Pocos lo saben, pero Juan Domingo Perón visitó Tres Arroyos el 18 de febrero de 1946, en plena campaña presidencial. Faltaban solo seis días para las elecciones que lo convertirían, por primera vez, en presidente de la Nación.
Venía cumpliendo una gira extensa por la provincia, que había pasado por Azul y Olavarría, y culminaría en Bahía Blanca. Aquel día, el tren del Partido Laborista llegó a la estación del Ferrocarril Sud —hoy simplemente estación del ferrocarril— y lo recibió una verdadera multitud: unas 3.500 personas, muchas de ellas mujeres y niños, que colmaron el andén y los alrededores.

Desde un palco montado sobre un vagón del tren, justo donde hoy está la calle Luzuriaga, hablaron primero el candidato a vicepresidente, el doctor Hortensio Quijano, y luego Perón. Quijano, proveniente del radicalismo correntino, introdujo el acto de proclamación de la fórmula Perón-Quijano.
Después, Perón se dirigió a la gente con un discurso directo y combativo, donde remarcó la necesidad de integración partidaria y unidad de los trabajadores. Dejó frases fuertes, como:
“Si llegamos al gobierno, terminaremos con la explotación del hombre por el hombre. No venimos con nuevas promesas; Dios no nos permite realizarlas…”
A su lado, pero dentro del tren, estaba María Eva Duarte, que no bajó del vagón.
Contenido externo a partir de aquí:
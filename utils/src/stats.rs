//! Named counters for engine statistics.

use std::collections::BTreeMap;
use std::fmt;
use std::sync::atomic::{AtomicU64, Ordering};

/// A fixed set of named, thread-safe counters.
///
/// Names are declared up front; incrementing an undeclared name is a no-op
/// so callers never allocate on the hot path.
pub struct StatsCounter {
    counters: BTreeMap<&'static str, AtomicU64>,
}

impl StatsCounter {
    pub fn new(names: &[&'static str]) -> Self {
        Self {
            counters: names.iter().map(|&n| (n, AtomicU64::new(0))).collect(),
        }
    }

    pub fn increment(&self, name: &str) {
        self.add(name, 1);
    }

    pub fn add(&self, name: &str, value: u64) {
        if let Some(counter) = self.counters.get(name) {
            counter.fetch_add(value, Ordering::Relaxed);
        }
    }

    pub fn get(&self, name: &str) -> u64 {
        self.counters
            .get(name)
            .map(|c| c.load(Ordering::Relaxed))
            .unwrap_or(0)
    }

    /// Point-in-time copy of every counter, ordered by name.
    pub fn snapshot(&self) -> BTreeMap<&'static str, u64> {
        self.counters
            .iter()
            .map(|(&k, v)| (k, v.load(Ordering::Relaxed)))
            .collect()
    }
}

impl fmt::Display for StatsCounter {
    fn fmt(&self, f: &mut fmt::Formatter<'_>) -> fmt::Result {
        let mut first = true;
        for (name, value) in self.snapshot() {
            if !first {
                write!(f, " ")?;
            }
            write!(f, "{name}={value}")?;
            first = false;
        }
        Ok(())
    }
}
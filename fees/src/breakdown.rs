//! Fee breakdown of a single transaction.
//!
//! ```text
//! tip       = min(max_priority_fee, max_fee − base_fee)
//! base_cost = base_fee × gas_used
//! tip_cost  = tip × gas_used
//! total     = base_cost + tip_cost
//! ```
//!
//! All values are exact integers; overflow is an error.

use serde::{Deserialize, Serialize};
use tally_types::Wei;

use crate::error::FeeError;

/// Check the fee caps against the block base fee and return the effective
/// tip per gas.
pub fn effective_tip(base_fee: Wei, max_fee: Wei, max_priority_fee: Wei) -> Result<Wei, FeeError> {
    if max_priority_fee > max_fee {
        return Err(FeeError::TipAboveFeeCap {
            tip_cap: max_priority_fee,
            max_fee,
        });
    }
    let headroom = max_fee
        .checked_sub(base_fee)
        .ok_or(FeeError::FeeCapBelowBaseFee { max_fee, base_fee })?;
    Ok(max_priority_fee.min(headroom))
}

#[derive(Clone, Copy, Debug, PartialEq, Eq, Serialize, Deserialize)]
pub struct FeeBreakdown {
    pub base_fee_per_gas: Wei,
    pub tip_per_gas: Wei,
    pub gas_used: u64,
    pub base_cost: Wei,
    pub tip_cost: Wei,
    pub total_cost: Wei,
}

impl FeeBreakdown {
    pub fn compute(
        base_fee: Wei,
        max_fee: Wei,
        max_priority_fee: Wei,
        gas_used: u64,
    ) -> Result<Self, FeeError> {
        let tip = effective_tip(base_fee, max_fee, max_priority_fee)?;
        Self::from_prices(base_fee, tip, gas_used)
    }

    /// Breakdown for an already-resolved base fee and tip.
    pub fn from_prices(base_fee: Wei, tip: Wei, gas_used: u64) -> Result<Self, FeeError> {
        let base_cost = base_fee
            .checked_mul_gas(gas_used)
            .ok_or(FeeError::Overflow("base cost"))?;
        let tip_cost = tip
            .checked_mul_gas(gas_used)
            .ok_or(FeeError::Overflow("tip cost"))?;
        let total_cost = base_cost
            .checked_add(tip_cost)
            .ok_or(FeeError::Overflow("total cost"))?;
        Ok(Self {
            base_fee_per_gas: base_fee,
            tip_per_gas: tip,
            gas_used,
            base_cost,
            tip_cost,
            total_cost,
        })
    }

    /// Price per gas actually paid: base fee plus effective tip.
    pub fn effective_gas_price(&self) -> Wei {
        self.base_fee_per_gas + self.tip_per_gas
    }
}
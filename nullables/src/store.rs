//! Nullable store — thread-safe in-memory state for testing.

use std::collections::{BTreeMap, HashMap};
use std::sync::{Mutex, MutexGuard};

use tally_store::{
    vote_key, AccountInfo, AccountStore, ChangeSet, MetaStore, StateStore, StoreError, VoteRecord,
    VoteStore, VOTE_KEY_LEN,
};
use tally_types::{Address, Round, Wei};

#[derive(Default)]
struct Inner {
    accounts: HashMap<Address, AccountInfo>,
    votes: BTreeMap<[u8; VOTE_KEY_LEN], VoteRecord>,
    meta: HashMap<String, Vec<u8>>,
    /// Number of successful `apply_changes` calls.
    commits: u64,
    /// When set, the next `apply_changes` fails without writing anything.
    fail_next_commit: bool,
}

/// An in-memory [`StateStore`].
///
/// All maps sit behind one mutex, so a change set is applied atomically with
/// respect to every reader.
pub struct NullStore {
    inner: Mutex<Inner>,
}

impl NullStore {
    pub fn new() -> Self {
        Self {
            inner: Mutex::new(Inner::default()),
        }
    }

    /// Create a store with pre-funded accounts.
    pub fn with_balances(balances: impl IntoIterator<Item = (Address, Wei)>) -> Self {
        let store = Self::new();
        {
            let mut inner = store.lock();
            for (address, balance) in balances {
                inner.accounts.insert(
                    address,
                    AccountInfo {
                        address,
                        balance,
                        nonce: 0,
                    },
                );
            }
        }
        store
    }

    /// Make the next `apply_changes` fail with a backend error.
    pub fn fail_next_commit(&self) {
        self.lock().fail_next_commit = true;
    }

    /// Number of change sets applied so far.
    pub fn commit_count(&self) -> u64 {
        self.lock().commits
    }

    pub fn vote_count(&self) -> usize {
        self.lock().votes.len()
    }

    fn lock(&self) -> MutexGuard<'_, Inner> {
        self.inner.lock().unwrap_or_else(|e| e.into_inner())
    }
}

impl Default for NullStore {
    fn default() -> Self {
        Self::new()
    }
}

impl AccountStore for NullStore {
    fn get_account(&self, address: &Address) -> Result<Option<AccountInfo>, StoreError> {
        Ok(self.lock().accounts.get(address).cloned())
    }

    fn put_account(&self, info: &AccountInfo) -> Result<(), StoreError> {
        self.lock().accounts.insert(info.address, info.clone());
        Ok(())
    }

    fn account_count(&self) -> Result<u64, StoreError> {
        Ok(self.lock().accounts.len() as u64)
    }
}

impl VoteStore for NullStore {
    fn has_vote(&self, round: Round, voter: &Address) -> Result<bool, StoreError> {
        Ok(self.lock().votes.contains_key(&vote_key(round, voter)))
    }

    fn get_vote(&self, round: Round, voter: &Address) -> Result<Option<VoteRecord>, StoreError> {
        Ok(self.lock().votes.get(&vote_key(round, voter)).cloned())
    }

    fn insert_vote(&self, record: &VoteRecord) -> Result<(), StoreError> {
        let mut inner = self.lock();
        let key = record.key();
        if inner.votes.contains_key(&key) {
            return Err(StoreError::Duplicate(format!(
                "{} in {}",
                record.voter, record.round
            )));
        }
        inner.votes.insert(key, record.clone());
        Ok(())
    }

    fn votes_in_round(&self, round: Round) -> Result<Vec<VoteRecord>, StoreError> {
        Ok(self
            .lock()
            .votes
            .values()
            .filter(|r| r.round == round)
            .cloned()
            .collect())
    }

    fn prune_before(&self, round: Round) -> Result<u64, StoreError> {
        let mut inner = self.lock();
        let before = inner.votes.len();
        inner.votes.retain(|_, r| r.round >= round);
        Ok((before - inner.votes.len()) as u64)
    }
}

impl MetaStore for NullStore {
    fn put_meta(&self, key: &str, value: &[u8]) -> Result<(), StoreError> {
        self.lock().meta.insert(key.to_string(), value.to_vec());
        Ok(())
    }

    fn get_meta(&self, key: &str) -> Result<Option<Vec<u8>>, StoreError> {
        Ok(self.lock().meta.get(key).cloned())
    }
}

impl StateStore for NullStore {
    fn apply_changes(&self, changes: &ChangeSet) -> Result<(), StoreError> {
        let mut inner = self.lock();
        if inner.fail_next_commit {
            inner.fail_next_commit = false;
            return Err(StoreError::Backend("injected commit failure".into()));
        }
        for record in &changes.votes {
            if inner.votes.contains_key(&record.key()) {
                return Err(StoreError::Duplicate(format!(
                    "{} in {}",
                    record.voter, record.round
                )));
            }
        }
        for record in &changes.votes {
            inner.votes.insert(record.key(), record.clone());
        }
        for account in &changes.accounts {
            inner.accounts.insert(account.address, account.clone());
        }
        for (key, value) in &changes.meta {
            inner.meta.insert(key.clone(), value.clone());
        }
        inner.commits += 1;
        Ok(())
    }
}
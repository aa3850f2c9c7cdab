//! Prometheus metrics for the Tally node.
//!
//! [`NodeMetrics`] owns a dedicated [`Registry`]; [`NodeMetrics::encode`]
//! renders it in the Prometheus text exposition format.

use prometheus::{
    register_histogram_with_registry, register_int_counter_with_registry,
    register_int_gauge_with_registry, Encoder, Histogram, HistogramOpts, IntCounter, IntGauge,
    Opts, Registry, TextEncoder,
};

use crate::NodeError;

pub struct NodeMetrics {
    pub registry: Registry,

    // ── Counters ────────────────────────────────────────────────────────
    /// Blocks committed by the block processor.
    pub blocks_processed: IntCounter,
    /// Transactions included in a block, successful or failed.
    pub txs_included: IntCounter,
    /// Transactions dropped as invalid before execution.
    pub txs_invalid: IntCounter,
    pub votes_accepted: IntCounter,
    /// Votes that failed: duplicate, ineligible, wrong round, out of gas.
    pub votes_rejected: IntCounter,
    /// Transactions whose fee was refunded in full.
    pub fees_refunded: IntCounter,
    /// Superseded vote records removed by pruning.
    pub votes_pruned: IntCounter,

    // ── Gauges ──────────────────────────────────────────────────────────
    pub current_round: IntGauge,
    pub current_epoch: IntGauge,
    pub last_block: IntGauge,
    pub mempool_size: IntGauge,

    // ── Histograms ──────────────────────────────────────────────────────
    /// Time spent processing one block, in milliseconds.
    pub block_process_time_ms: Histogram,
}

impl NodeMetrics {
    pub fn new() -> Self {
        let registry = Registry::new();

        let blocks_processed = register_int_counter_with_registry!(
            Opts::new("tally_blocks_processed_total", "Blocks committed by this node"),
            registry
        )
        .expect("failed to register blocks_processed counter");

        let txs_included = register_int_counter_with_registry!(
            Opts::new("tally_txs_included_total", "Transactions included in blocks"),
            registry
        )
        .expect("failed to register txs_included counter");

        let txs_invalid = register_int_counter_with_registry!(
            Opts::new("tally_txs_invalid_total", "Transactions dropped as invalid"),
            registry
        )
        .expect("failed to register txs_invalid counter");

        let votes_accepted = register_int_counter_with_registry!(
            Opts::new("tally_votes_accepted_total", "Oracle votes admitted"),
            registry
        )
        .expect("failed to register votes_accepted counter");

        let votes_rejected = register_int_counter_with_registry!(
            Opts::new("tally_votes_rejected_total", "Oracle votes that failed"),
            registry
        )
        .expect("failed to register votes_rejected counter");

        let fees_refunded = register_int_counter_with_registry!(
            Opts::new("tally_fees_refunded_total", "Transactions refunded in full"),
            registry
        )
        .expect("failed to register fees_refunded counter");

        let votes_pruned = register_int_counter_with_registry!(
            Opts::new("tally_votes_pruned_total", "Superseded vote records pruned"),
            registry
        )
        .expect("failed to register votes_pruned counter");

        let current_round = register_int_gauge_with_registry!(
            Opts::new("tally_current_round", "Current oracle round"),
            registry
        )
        .expect("failed to register current_round gauge");

        let current_epoch = register_int_gauge_with_registry!(
            Opts::new("tally_current_epoch", "Current committee epoch"),
            registry
        )
        .expect("failed to register current_epoch gauge");

        let last_block = register_int_gauge_with_registry!(
            Opts::new("tally_last_block", "Number of the last committed block"),
            registry
        )
        .expect("failed to register last_block gauge");

        let mempool_size = register_int_gauge_with_registry!(
            Opts::new("tally_mempool_size", "Transactions waiting for inclusion"),
            registry
        )
        .expect("failed to register mempool_size gauge");

        // 0.1 ms → ~1.6 s
        let block_process_time_ms = register_histogram_with_registry!(
            HistogramOpts::new(
                "tally_block_process_time_ms",
                "Block processing time in milliseconds"
            )
            .buckets(prometheus::exponential_buckets(0.1, 2.0, 15).expect("valid buckets")),
            registry
        )
        .expect("failed to register block_process_time_ms histogram");

        Self {
            registry,
            blocks_processed,
            txs_included,
            txs_invalid,
            votes_accepted,
            votes_rejected,
            fees_refunded,
            votes_pruned,
            current_round,
            current_epoch,
            last_block,
            mempool_size,
            block_process_time_ms,
        }
    }

    /// Render every metric in the Prometheus text format.
    pub fn encode(&self) -> Result<String, NodeError> {
        let mut buf = Vec::new();
        TextEncoder::new().encode(&self.registry.gather(), &mut buf)?;
        String::from_utf8(buf).map_err(|e| NodeError::Encoding(e.to_string()))
    }
}

impl Default for NodeMetrics {
    fn default() -> Self {
        Self::new()
    }
}
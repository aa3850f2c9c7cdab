//! Transactions accepted by the state transition.

use serde::{Deserialize, Serialize};
use tally_oracle::VoteCall;
use tally_types::{Address, TxHash, Wei};

use crate::error::StateError;

/// What a transaction does once its gas is bought.
#[derive(Clone, Debug, PartialEq, Eq, Serialize, Deserialize)]
pub enum TxAction {
    /// Plain value transfer.
    Transfer { to: Address, value: Wei },
    /// A call to the oracle's vote entry point.
    Vote(VoteCall),
}

/// A dynamic-fee transaction.
#[derive(Clone, Debug, PartialEq, Eq, Serialize, Deserialize)]
pub struct Transaction {
    pub chain_id: u64,
    pub from: Address,
    pub nonce: u64,
    pub gas_limit: u64,
    pub max_fee_per_gas: Wei,
    pub max_priority_fee_per_gas: Wei,
    pub action: TxAction,
}

impl Transaction {
    /// A vote with no gas or fee caps set; see [`Transaction::with_gas`].
    pub fn vote(chain_id: u64, from: Address, nonce: u64, call: VoteCall) -> Self {
        Self {
            chain_id,
            from,
            nonce,
            gas_limit: 0,
            max_fee_per_gas: Wei::ZERO,
            max_priority_fee_per_gas: Wei::ZERO,
            action: TxAction::Vote(call),
        }
    }

    pub fn transfer(chain_id: u64, from: Address, nonce: u64, to: Address, value: Wei) -> Self {
        Self {
            action: TxAction::Transfer { to, value },
            ..Self::vote(chain_id, from, nonce, VoteCall::empty())
        }
    }

    pub fn with_gas(mut self, gas_limit: u64, max_fee: Wei, max_priority_fee: Wei) -> Self {
        self.gas_limit = gas_limit;
        self.max_fee_per_gas = max_fee;
        self.max_priority_fee_per_gas = max_priority_fee;
        self
    }

    /// Value moved by the transaction. Votes carry none.
    pub fn value(&self) -> Wei {
        match &self.action {
            TxAction::Transfer { value, .. } => *value,
            TxAction::Vote(_) => Wei::ZERO,
        }
    }

    pub fn is_vote(&self) -> bool {
        matches!(self.action, TxAction::Vote(_))
    }

    /// Input data the intrinsic gas is charged on.
    pub fn calldata(&self) -> Result<Vec<u8>, StateError> {
        bincode::serialize(&self.action).map_err(|e| StateError::Encoding(e.to_string()))
    }

    pub fn hash(&self) -> Result<TxHash, StateError> {
        let bytes = bincode::serialize(self).map_err(|e| StateError::Encoding(e.to_string()))?;
        Ok(TxHash::digest(&bytes))
    }
}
Sin embargo, fue saludada por un grupo de simpatizantes tresarroyenses que subió con autorización: Francisco Fraccia, Leonor Pevé y José Galván.

También acompañaban a Perón el dirigente Cipriano Reyes, fundador del Partido Laborista, y José Tesoriere, quien más tarde obtendría una banca en la Cámara de Diputados.
El acto duró apenas una hora y media. Luego, el tren retomó su viaje, hizo escala en Coronel Dorrego y siguió rumbo a Bahía Blanca. Pero ese día quedó marcado para siempre en la historia local.
📍 ¿Te imaginás hoy a una figura presidencial siendo recibida por una multitud en la estación del tren?